In many respects, it's the first congressional hearing in memory that seems specifically designed with modern media needs in mind, said Jeff Jarvis, a City University of New York journalism professor and frequent blogger on the media.

“That has already worked,” he said.

While it's impossible to know what — if anything — covered in the initial stages of the hearing will stick much beyond the week's news, there are already breakout moments and characters.

GIULIANI AND ALCOHOL

Receiving wide circulation: snippets where President Donald Trump's former political director, Bill Stepien, aide Jason Miller and committee member Liz Cheney say that lawyer Rudy Giuliani had too much to drink before advising Trump on election night 2020.

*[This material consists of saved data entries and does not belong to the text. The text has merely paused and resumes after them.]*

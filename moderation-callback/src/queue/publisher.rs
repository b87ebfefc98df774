//! Async RabbitMQ publisher for enqueueing messages.
//!
//! A single lazily-opened connection and channel, shared by every dispatch
//! task and re-established when the broker drops it.

use std::sync::Arc;

use anyhow::{Context, Result};
use lapin::{
    options::{BasicPublishOptions, QueueDeclareOptions},
    types::FieldTable,
    BasicProperties, Channel, Connection, ConnectionProperties,
};
use tokio::sync::RwLock;
use tracing::{info, warn};

use super::types::{ModerationJob, MODERATION_QUEUE};

/// Cheaply cloneable RabbitMQ publisher.
#[derive(Clone)]
pub struct Publisher {
    inner: Arc<PublisherInner>,
}

struct PublisherInner {
    url: String,
    connection: RwLock<Option<Connection>>,
    channel: RwLock<Option<Channel>>,
}

impl Publisher {
    /// Create a new publisher with the given RabbitMQ URL.
    pub fn new(url: String) -> Self {
        Self {
            inner: Arc::new(PublisherInner {
                url,
                connection: RwLock::new(None),
                channel: RwLock::new(None),
            }),
        }
    }

    /// Return the open channel, connecting first if there is none or the
    /// broker dropped it.
    async fn ensure_connected(&self) -> Result<Channel> {
        if let Some(ch) = live_channel(&*self.inner.channel.read().await) {
            return Ok(ch);
        }

        let mut connection = self.inner.connection.write().await;
        let mut channel = self.inner.channel.write().await;

        // Another task may have reconnected while we waited
        if let Some(ch) = live_channel(&channel) {
            return Ok(ch);
        }

        info!("rabbitmq_publisher_connecting");

        let conn = Connection::connect(&self.inner.url, ConnectionProperties::default())
            .await
            .context("Failed to connect to RabbitMQ")?;
        let ch = conn
            .create_channel()
            .await
            .context("Failed to create channel")?;

        info!("rabbitmq_publisher_connected");

        // Declare the queue (idempotent operation)
        ch.queue_declare(
            MODERATION_QUEUE,
            QueueDeclareOptions {
                durable: true,
                ..Default::default()
            },
            FieldTable::default(),
        )
        .await
        .context("Failed to declare moderation queue")?;

        info!(queue = MODERATION_QUEUE, "rabbitmq_queue_declared");

        *connection = Some(conn);
        *channel = Some(ch.clone());

        Ok(ch)
    }

    /// Publish a moderation job to the moderation_actions queue.
    pub async fn publish_job(&self, job: &ModerationJob) -> Result<()> {
        let channel = self.ensure_connected().await?;

        let body = serde_json::to_vec(job).context("Failed to serialize job")?;
        let message_id = job.message_id();

        channel
            .basic_publish(
                "",
                MODERATION_QUEUE,
                BasicPublishOptions::default(),
                &body,
                BasicProperties::default()
                    .with_delivery_mode(2) // Persistent
                    .with_content_type("application/json".into())
                    .with_message_id(message_id.clone().into()),
            )
            .await
            .context("Failed to publish to moderation queue")?
            .await
            .context("Failed to confirm publish")?;

        info!(
            queue = MODERATION_QUEUE,
            message_id = %message_id,
            body_length = body.len(),
            "rabbitmq_job_published"
        );

        Ok(())
    }

    /// Close the connection gracefully.
    pub async fn close(&self) {
        let mut connection = self.inner.connection.write().await;
        let mut channel = self.inner.channel.write().await;

        if let Some(ch) = channel.take() {
            if let Err(e) = ch.close(200, "Normal shutdown").await {
                warn!(error = %e, "rabbitmq_channel_close_error");
            }
        }

        if let Some(conn) = connection.take() {
            if let Err(e) = conn.close(200, "Normal shutdown").await {
                warn!(error = %e, "rabbitmq_connection_close_error");
            }
        }

        info!("rabbitmq_publisher_closed");
    }
}

fn live_channel(channel: &Option<Channel>) -> Option<Channel> {
    channel
        .as_ref()
        .filter(|ch| ch.status().connected())
        .cloned()
}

Hours after the allegation had been made, the clips were featured in the monologues of top-rated late-night comics Stephen Colbert and Jimmy Kimmel. The shows are typically seen by a combined audience of nearly 5 million people each night, with many more people watching online the next morning. Kimmel accompanied it with a film package of times when Giuliani acted oddly in defense of Trump.

The episode resonated in part because it was a connectable moment in an otherwise very serious story, said Robert Thompson, director of Syracuse University’s Bleier Center for Television and Popular Culture.

“Having people who are major figures in a national political setting outed for being wasted is something that people can find immediately understandable,” Thompson said.

BARR'S REALITY

Former Attorney General William Barr's recorded testimony that he found Trump “detached from reality” with some of his claims about election fraud was the lead in several news stories about Monday's hearing. It was a vivid and disturbing image of a former president from the man who ran Trump's Justice Department.

The ABC, CBS and NBC evening newscasts that night all featured the clip of Barr's comment, and together the three programs typically reach more than 20 million viewers — or double the amount of people who saw the hearing live.

There's no count of how many times it was repeated on cable news, or estimate of how many people saw it that way.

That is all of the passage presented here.